The exhibition is described on the press release as "a meditation on making art and the impossibility of finding truth" but I think that is a far too wordy explanation for a genius venture back into the realm of the sandpit. When I was a young I used to undertake a hundred million expeditions to other lands in my parents' box garden but, every year, I lost a little piece of the spirit of imagination which enabled me to make the journey, until, one day, I had to save up and buy a painfully expensive plane ticket to do exactly the same thing...

Now, the above is not to belittle Avery's art in the least, as, with his references to Wittgenstein and his obvious debt to, among others, Thomas Moore, this four year work is no exercise in simplicity or anti-intellectualism. Instead, Avery has fused his interests, both the facets of child and adult in his brain and created something truly magical. The artist is multi-skilled and talented, accomplished in geometry, in sculpture, in life drawing, travel writing and, in the case of 'The Eternity Box', the art of optical illusion, too; all of which he puts to use to build his world.

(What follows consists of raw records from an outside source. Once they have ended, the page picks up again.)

//! MQTT 3.1.1 client and broker with pluggable authentication and ACL.
//!
//! This crate provides a complete MQTT 3.1.1 implementation with QoS 0,
//! 1 and 2, persistent sessions, retained messages, wills, and full
//! control over authentication and topic access at every step:
//!
//! - **Connect**: authenticate client credentials
//! - **Publish**: check write permission for the topic
//! - **Subscribe / Receive**: check read permission for the topic
//!
//! ## Components
//!
//! - [`Client`]: MQTT client (mqtt3c)
//! - [`Broker`]: MQTT broker (mqtt3d)
//! - [`Plugin`]: event sink + filter votes on the broker bus
//!
//! ## Example
//!
//! ```no_run
//! use mqtt3::{Broker, BrokerConfig, Client, ClientConfig, QoS};
//!
//! #[tokio::main]
//! async fn main() -> mqtt3::Result<()> {
//!     // Start broker
//!     let broker = Broker::new(BrokerConfig::new("127.0.0.1:1883"));
//!     tokio::spawn(async move { broker.serve().await });
//!
//!     // Connect client
//!     let client = Client::connect(ClientConfig::new("127.0.0.1:1883", "client-1")).await?;
//!
//!     // Subscribe and publish
//!     client.subscribe(&[("test/topic", QoS::AtLeastOnce)]).await?;
//!     client.publish_qos("test/topic", b"hello", QoS::AtLeastOnce, false).await?;
//!
//!     // Receive message
//!     let msg = client.recv().await?;
//!     println!("Received: {:?}", msg);
//!
//!     Ok(())
//! }
//! ```

mod broker;
mod client;
pub mod config;
mod error;
mod handler;
pub mod plugin;
pub mod protocol;
mod session;
pub mod sys;
pub mod transport;
pub mod trie;
mod types;

pub use broker::{Broker, BrokerBuilder};
pub use client::{Client, ClientConfig, ReconnectConfig};
pub use config::{AuthConfig, BrokerConfig, ListenerConfig, ListenerKind, TopicCheckConfig};
pub use error::{Error, Result};
pub use plugin::{AuthContext, BrokerEvent, Plugin, PluginBus, TopicAction};
pub use protocol::v4::SubscribeReturnCode;
pub use transport::{TlsConfig, TransportType};
pub use types::{ConnectFlags, ConnectReturnCode, FixedHeader, Message, PacketType, QoS, Will};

'The Islanders' is an exhibition that truly deserves the epithet "sublime" for its ability to both inspire and terrify other creative people in equal measure. On the one hand, when such a fully-realised work exists, you have to ask yourself what is the point of even attempting to create anything else ever again? It is no exageration to say that very little could come anywhere near the broad sweep of Avery’s ambition or the skill of his execution. The point of renaissance men and other men of genius however, is not to put other artists off pursuing their dreams but, instead, show them the very limits of the possible thus freeing up their minds to unleash their full faculties.

If you haven’t clocked on already I am heavily recommending that everyone who reads this blog takes a visit to see The Islanders before they vanish on the eighth of November.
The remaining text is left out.